Il n’y a pas que de bonnes raisons de fermer Mirabel. Il y en a aussi de mauvaises. Comme celle selon laquelle il y a toujours de l’espace pour le développement à Dorval. ADM prend d’ailleurs un malin plaisir à répéter qu’avec le même nombre de pistes, l’aéroport Heathrow de Londres accueille 10 fois plus de passagers. Une rhétorique que personne ne conteste.

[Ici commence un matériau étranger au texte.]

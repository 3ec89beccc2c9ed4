//! Multi-signal attribution of historical respondents to collectors.
//!
//! Signals are independent capabilities behind [`SimilaritySignal`]. Each yields a
//! normalized score or no signal at all; [`WeightedAggregator`] combines whatever is
//! present using configured weights. Nothing here writes an attribution.

use std::collections::{BTreeMap, BTreeSet};

use serde::{Deserialize, Serialize};
use time::{OffsetDateTime, UtcOffset};

use crate::config::{
    AttributionConfig, SIGNAL_DEVICE, SIGNAL_RESPONSE_PATTERN, SIGNAL_TEMPORAL,
};
use crate::{
    count_f64, ordered_timeline, BundleKey, CollectorId, ReconcileError, Respondent, RespondentId,
    Response,
};

/// Hour-of-day and day-of-week collection counts, bucketed in UTC.
#[derive(Debug, Clone, Default, PartialEq, Eq)]
pub struct TemporalHistogram {
    pub hours: [u32; 24],
    pub weekdays: [u32; 7],
}

impl TemporalHistogram {
    pub fn record(&mut self, at: OffsetDateTime) {
        let at = at.to_offset(UtcOffset::UTC);
        let hour = usize::from(at.hour());
        let weekday = usize::from(at.weekday().number_days_from_monday());
        self.hours[hour] = self.hours[hour].saturating_add(1);
        self.weekdays[weekday] = self.weekdays[weekday].saturating_add(1);
    }

    #[must_use]
    pub fn is_empty(&self) -> bool {
        self.hours.iter().all(|count| *count == 0)
    }
}

fn histogram_intersection(lhs: &[u32], rhs: &[u32]) -> Option<f64> {
    let lhs_total = lhs.iter().map(|count| f64::from(*count)).sum::<f64>();
    let rhs_total = rhs.iter().map(|count| f64::from(*count)).sum::<f64>();
    if lhs_total == 0.0 || rhs_total == 0.0 {
        return None;
    }
    Some(
        lhs.iter()
            .zip(rhs)
            .map(|(l, r)| (f64::from(*l) / lhs_total).min(f64::from(*r) / rhs_total))
            .sum(),
    )
}

/// Observed behaviour of one respondent or one collector.
#[derive(Debug, Clone, Default, PartialEq)]
pub struct ActivityProfile {
    pub devices: BTreeSet<String>,
    pub temporal: TemporalHistogram,
    /// Answer-value sequences in timeline order, grouped by bundle.
    pub sequences: BTreeMap<BundleKey, Vec<Vec<String>>>,
}

impl ActivityProfile {
    /// Fold one respondent's responses into the profile.
    pub fn absorb(&mut self, bundle_key: Option<&BundleKey>, responses: &[Response]) {
        let ordered = ordered_timeline(responses);
        for response in &ordered {
            if let Some(device) = &response.device {
                self.devices.extend(device.attribute_set());
            }
            self.temporal.record(response.collected_at);
        }
        if let Some(key) = bundle_key {
            let values = ordered.iter().map(|response| response.value.clone()).collect::<Vec<_>>();
            if !values.is_empty() {
                self.sequences.entry(key.clone()).or_default().push(values);
            }
        }
    }
}

#[derive(Debug, Clone, PartialEq)]
pub struct RespondentProfile {
    pub respondent_id: RespondentId,
    pub activity: ActivityProfile,
}

#[derive(Debug, Clone, PartialEq)]
pub struct CollectorProfile {
    pub collector_id: CollectorId,
    pub tracked_respondents: usize,
    pub activity: ActivityProfile,
}

/// Historical respondents and the collector profiles they are compared against.
#[derive(Debug, Clone, Default, PartialEq)]
pub struct ProfilePool {
    pub historical: Vec<RespondentProfile>,
    pub collectors: Vec<CollectorProfile>,
}

impl ProfilePool {
    #[must_use]
    pub fn historical(&self, respondent_id: RespondentId) -> Option<&RespondentProfile> {
        self.historical.iter().find(|profile| profile.respondent_id == respondent_id)
    }
}

/// Split a project's respondents into historical profiles and per-collector profiles.
///
/// A respondent is historical when it has at least one response, none of its
/// responses carry a collector reference, and no collector has been accepted for it.
/// A response's collector is its own reference, falling back to the respondent's
/// accepted collector; it contributes to that collector's profile.
#[must_use]
pub fn build_profiles(respondents: &[Respondent], responses: &[Response]) -> ProfilePool {
    let mut by_respondent: BTreeMap<RespondentId, Vec<Response>> = BTreeMap::new();
    for response in responses {
        by_respondent.entry(response.respondent_id).or_default().push(response.clone());
    }

    let mut historical = Vec::new();
    let mut collectors: BTreeMap<CollectorId, CollectorProfile> = BTreeMap::new();
    for respondent in respondents {
        let Some(timeline) = by_respondent.get(&respondent.respondent_id) else {
            continue;
        };
        let bundle_key = respondent.bundle_key();

        let collector_of =
            |response: &Response| response.collector_id.or(respondent.collector_id);
        if timeline.iter().all(|response| collector_of(response).is_none()) {
            let mut activity = ActivityProfile::default();
            activity.absorb(bundle_key.as_ref(), timeline);
            historical.push(RespondentProfile { respondent_id: respondent.respondent_id, activity });
            continue;
        }

        let mut per_collector: BTreeMap<CollectorId, Vec<Response>> = BTreeMap::new();
        for response in timeline {
            if let Some(collector_id) = collector_of(response) {
                per_collector.entry(collector_id).or_default().push(response.clone());
            }
        }
        for (collector_id, tracked) in per_collector {
            let profile = collectors.entry(collector_id).or_insert_with(|| CollectorProfile {
                collector_id,
                tracked_respondents: 0,
                activity: ActivityProfile::default(),
            });
            profile.tracked_respondents += 1;
            profile.activity.absorb(bundle_key.as_ref(), &tracked);
        }
    }

    historical.sort_by_key(|profile| profile.respondent_id);
    ProfilePool { historical, collectors: collectors.into_values().collect() }
}

/// A single similarity measure between a respondent and a collector.
pub trait SimilaritySignal: Send + Sync {
    fn name(&self) -> &'static str;

    /// Score in `[0, 1]`, or `None` when either side lacks the inputs this signal needs.
    fn score(&self, respondent: &ActivityProfile, collector: &ActivityProfile) -> Option<f64>;
}

/// Jaccard overlap of `key=value` device attributes.
#[derive(Debug, Clone, Copy, Default)]
pub struct DeviceOverlapSignal;

impl SimilaritySignal for DeviceOverlapSignal {
    fn name(&self) -> &'static str {
        SIGNAL_DEVICE
    }

    fn score(&self, respondent: &ActivityProfile, collector: &ActivityProfile) -> Option<f64> {
        if respondent.devices.is_empty() || collector.devices.is_empty() {
            return None;
        }
        let shared = respondent.devices.intersection(&collector.devices).count();
        let union = respondent.devices.union(&collector.devices).count();
        Some(count_f64(shared) / count_f64(union))
    }
}

/// Mean of hour-of-day and day-of-week histogram intersections.
#[derive(Debug, Clone, Copy, Default)]
pub struct TemporalPatternSignal;

impl SimilaritySignal for TemporalPatternSignal {
    fn name(&self) -> &'static str {
        SIGNAL_TEMPORAL
    }

    fn score(&self, respondent: &ActivityProfile, collector: &ActivityProfile) -> Option<f64> {
        if respondent.temporal.is_empty() || collector.temporal.is_empty() {
            return None;
        }
        let hours = histogram_intersection(&respondent.temporal.hours, &collector.temporal.hours)?;
        let weekdays =
            histogram_intersection(&respondent.temporal.weekdays, &collector.temporal.weekdays)?;
        Some((hours + weekdays) / 2.0)
    }
}

/// Ordered answer-sequence similarity within shared bundles.
#[derive(Debug, Clone, Copy, Default)]
pub struct ResponsePatternSignal;

impl SimilaritySignal for ResponsePatternSignal {
    fn name(&self) -> &'static str {
        SIGNAL_RESPONSE_PATTERN
    }

    fn score(&self, respondent: &ActivityProfile, collector: &ActivityProfile) -> Option<f64> {
        let per_bundle = respondent
            .sequences
            .iter()
            .filter_map(|(key, own)| {
                let theirs = collector.sequences.get(key)?;
                own.iter()
                    .flat_map(|lhs| theirs.iter().map(move |rhs| sequence_similarity(lhs, rhs)))
                    .max_by(f64::total_cmp)
            })
            .collect::<Vec<_>>();
        if per_bundle.is_empty() {
            return None;
        }
        Some(per_bundle.iter().sum::<f64>() / count_f64(per_bundle.len()))
    }
}

/// `LCS(a, b) / max(|a|, |b|)`; two empty sequences score 0.
fn sequence_similarity(lhs: &[String], rhs: &[String]) -> f64 {
    let longest = lhs.len().max(rhs.len());
    if longest == 0 {
        return 0.0;
    }
    count_f64(longest_common_subsequence(lhs, rhs)) / count_f64(longest)
}

fn longest_common_subsequence(lhs: &[String], rhs: &[String]) -> usize {
    let mut previous = vec![0_usize; rhs.len() + 1];
    let mut current = vec![0_usize; rhs.len() + 1];
    for left in lhs {
        for (column, right) in rhs.iter().enumerate() {
            current[column + 1] = if left == right {
                previous[column] + 1
            } else {
                previous[column + 1].max(current[column])
            };
        }
        std::mem::swap(&mut previous, &mut current);
    }
    previous[rhs.len()]
}

#[must_use]
pub fn default_signals() -> Vec<Box<dyn SimilaritySignal>> {
    vec![
        Box::new(DeviceOverlapSignal),
        Box::new(TemporalPatternSignal),
        Box::new(ResponsePatternSignal),
    ]
}

#[derive(Debug, Clone, Serialize, Deserialize, PartialEq)]
pub struct SignalScore {
    pub signal: String,
    pub weight: f64,
    pub score: Option<f64>,
}

#[derive(Debug, Clone, Serialize, Deserialize, PartialEq)]
pub struct CandidateScore {
    pub collector_id: CollectorId,
    pub score: f64,
    pub signals: Vec<SignalScore>,
}

/// Combines signal scores with configured weights, renormalized over present signals.
pub struct WeightedAggregator {
    entries: Vec<(Box<dyn SimilaritySignal>, f64)>,
}

impl std::fmt::Debug for WeightedAggregator {
    fn fmt(&self, f: &mut std::fmt::Formatter<'_>) -> std::fmt::Result {
        f.debug_list()
            .entries(self.entries.iter().map(|(signal, weight)| (signal.name(), weight)))
            .finish()
    }
}

impl WeightedAggregator {
    /// Pair each signal with its configured weight. Signals without a weight are ignored.
    ///
    /// # Errors
    /// Returns [`ReconcileError::Validation`] for negative or non-finite weights, weights
    /// naming an unknown signal, or when no signal ends up with a positive weight.
    pub fn new(
        signals: Vec<Box<dyn SimilaritySignal>>,
        weights: &BTreeMap<String, f64>,
    ) -> Result<Self, ReconcileError> {
        for (name, weight) in weights {
            if !weight.is_finite() || *weight < 0.0 {
                return Err(ReconcileError::Validation(format!(
                    "weight for signal {name} MUST be a finite number >= 0"
                )));
            }
            if !signals.iter().any(|signal| signal.name() == name) {
                return Err(ReconcileError::Validation(format!("unknown signal {name}")));
            }
        }

        let entries = signals
            .into_iter()
            .filter_map(|signal| {
                let weight = weights.get(signal.name()).copied()?;
                Some((signal, weight))
            })
            .collect::<Vec<_>>();
        if !entries.iter().any(|(_, weight)| *weight > 0.0) {
            return Err(ReconcileError::Validation(
                "at least one signal MUST have a positive weight".to_string(),
            ));
        }
        Ok(Self { entries })
    }

    /// Aggregator over [`default_signals`] with the configured weights.
    ///
    /// # Errors
    /// Same as [`WeightedAggregator::new`].
    pub fn from_config(config: &AttributionConfig) -> Result<Self, ReconcileError> {
        Self::new(default_signals(), &config.weights)
    }

    #[must_use]
    pub fn score(&self, respondent: &ActivityProfile, collector: &CollectorProfile) -> CandidateScore {
        let signals = self
            .entries
            .iter()
            .map(|(signal, weight)| SignalScore {
                signal: signal.name().to_string(),
                weight: *weight,
                score: signal.score(respondent, &collector.activity).map(|s| s.clamp(0.0, 1.0)),
            })
            .collect::<Vec<_>>();

        let (weighted, total_weight) = signals
            .iter()
            .filter_map(|entry| entry.score.map(|score| (score * entry.weight, entry.weight)))
            .fold((0.0, 0.0), |(sum, total), (value, weight)| (sum + value, total + weight));
        let score =
            if total_weight > 0.0 { (weighted / total_weight).clamp(0.0, 1.0) } else { 0.0 };

        CandidateScore { collector_id: collector.collector_id, score, signals }
    }
}

#[derive(Debug, Clone, Serialize, Deserialize, PartialEq)]
#[serde(tag = "outcome", rename_all = "snake_case")]
pub enum AttributionOutcome {
    Recommended { collector_id: CollectorId, score: f64 },
    Ambiguous { first: CollectorId, second: CollectorId, margin: f64 },
    BelowThreshold { best_score: f64, threshold: f64 },
    NoCandidates,
}

#[derive(Debug, Clone, Serialize, Deserialize, PartialEq)]
pub struct AttributionRanking {
    pub respondent_id: RespondentId,
    pub candidates: Vec<CandidateScore>,
    pub outcome: AttributionOutcome,
}

impl AttributionRanking {
    #[must_use]
    pub fn ambiguity(&self) -> Option<ReconcileError> {
        match self.outcome {
            AttributionOutcome::Ambiguous { first, second, margin } => {
                Some(ReconcileError::AmbiguousAttribution { first, second, margin })
            }
            _ => None,
        }
    }

    #[must_use]
    pub fn recommended(&self) -> Option<CollectorId> {
        match self.outcome {
            AttributionOutcome::Recommended { collector_id, .. } => Some(collector_id),
            _ => None,
        }
    }
}

/// Rank every collector for one historical respondent.
///
/// Candidates are ordered by score descending with collector id ascending as
/// tie-breaker. When the top two are closer than `ambiguity_margin` no candidate is
/// recommended; otherwise the top one is recommended only at or above
/// `acceptance_threshold`.
#[must_use]
pub fn rank_candidates(
    respondent: &RespondentProfile,
    collectors: &[CollectorProfile],
    aggregator: &WeightedAggregator,
    config: &AttributionConfig,
) -> AttributionRanking {
    let mut candidates = collectors
        .iter()
        .map(|collector| aggregator.score(&respondent.activity, collector))
        .collect::<Vec<_>>();
    candidates.sort_by(|lhs, rhs| {
        rhs.score.total_cmp(&lhs.score).then_with(|| lhs.collector_id.cmp(&rhs.collector_id))
    });

    let outcome = match candidates.as_slice() {
        [] => AttributionOutcome::NoCandidates,
        [first, second, ..] if first.score - second.score < config.ambiguity_margin => {
            AttributionOutcome::Ambiguous {
                first: first.collector_id,
                second: second.collector_id,
                margin: first.score - second.score,
            }
        }
        [first, ..] if first.score >= config.acceptance_threshold => {
            AttributionOutcome::Recommended { collector_id: first.collector_id, score: first.score }
        }
        [first, ..] => AttributionOutcome::BelowThreshold {
            best_score: first.score,
            threshold: config.acceptance_threshold,
        },
    };

    AttributionRanking { respondent_id: respondent.respondent_id, candidates, outcome }
}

Pourtant, à ce que je sache, ce ne sont pas des passagers qui atterrissent sur les pistes, mais des avions. Or, contrairement à Heathrow, Dorval accueille fort peu de gros porteurs, genre Boeing 747. Avant d’être international, Dorval est un aéroport régional, desservant dans de petits appareils (moins de 100 passagers) les petites villes de province, comme Bagotville, Val-d’Or, Halifax, Gaspé… Bref, pour accueillir 10 fois plus de passagers, Dorval devra accueillir 40, 50, voire 60 fois plus d’avions. Ça fait beaucoup de trafic, sur terre comme dans les airs.

En fait, ADM gère les aéroports comme s’ils étaient sa propriété privée. Elle ne prend des décisions que dans son intérêt propre, sans égard aux besoins de la région. L’organisme perdait de l’argent avec Mirabel (comment un aéroport peut-il être rentable quand on ne lui laisse qu’un transporteur, et un "peanut airline" de surcroît?) et la solution facile était de lui mettre le cadenas. (Quant à savoir si le plan d’ADM réussira… Le président du conseil d’ADM est le pdg d’Alstom Canada, une entreprise de matériel ferroviaire au bord de la fermeture définitive!)

Il y a quelques semaines, on apprenait qu’il ne restait plus que de minuscules parcelles de terrains à développer sur l’île de Montréal. Alors ma question est la suivante: puisqu’on a déjà un autre aéroport parfaitement fonctionnel, et de meilleure conception que celui de Dorval, pourquoi ne pas démanteler ce dernier, et en profiter pour lancer le plus formidable projet de développement urbain au pays?

À Denver, au Colorado, ils se sont posé la même question, puisqu’ils avaient, eux aussi, un petit aéroport près de la ville, et un gros neuf, qualifié comme Mirabel d’éléphant blanc et autres insultes. Et comme Montréal, Denver souffrait d’une pénurie de terrains vacants. Elle a vu dans ce nouvel aéroport, trop gros et trop coûteux, construit dans la rase campagne, l’occasion de fermer celui de la ville et de récupérer le site du vieil aéroport pour freiner la fuite de ses habitants vers la banlieue. Résultat: le plus gros chantier aux États-Unis, où accourent les urbanistes, architectes et planificateurs de tout le pays. À deux pas du centre-ville, une nouvelle ville prend forme, avec des rues résidentielles, autour d’allées marchandes et de secteurs industriels et de tours à bureaux. Les futurs résidents de ce nouveau quartier ne se serviront plus de l’auto que pour les promenades du week-end à l’extérieur de la ville. Tous les déplacements seront beaucoup plus aisés, à pied, à vélo et en transports en commun.

En fait, si l’administration du maire Tremblay était autant éprise de la qualité de vie en ville qu’elle l’a prétendu lors des audiences publiques sur l’avenir de la rue Notre-Dame, elle envisagerait une autre solution que celle proposée par ADM, plutôt que de l’accepter sans mot dire. Ce n’est peut-être pas une si bonne idée, mais si personne ne la considère, comment savoir? Et ne comptez pas sur ADM pour apporter des réponses. Elle a un centre commercial à administrer.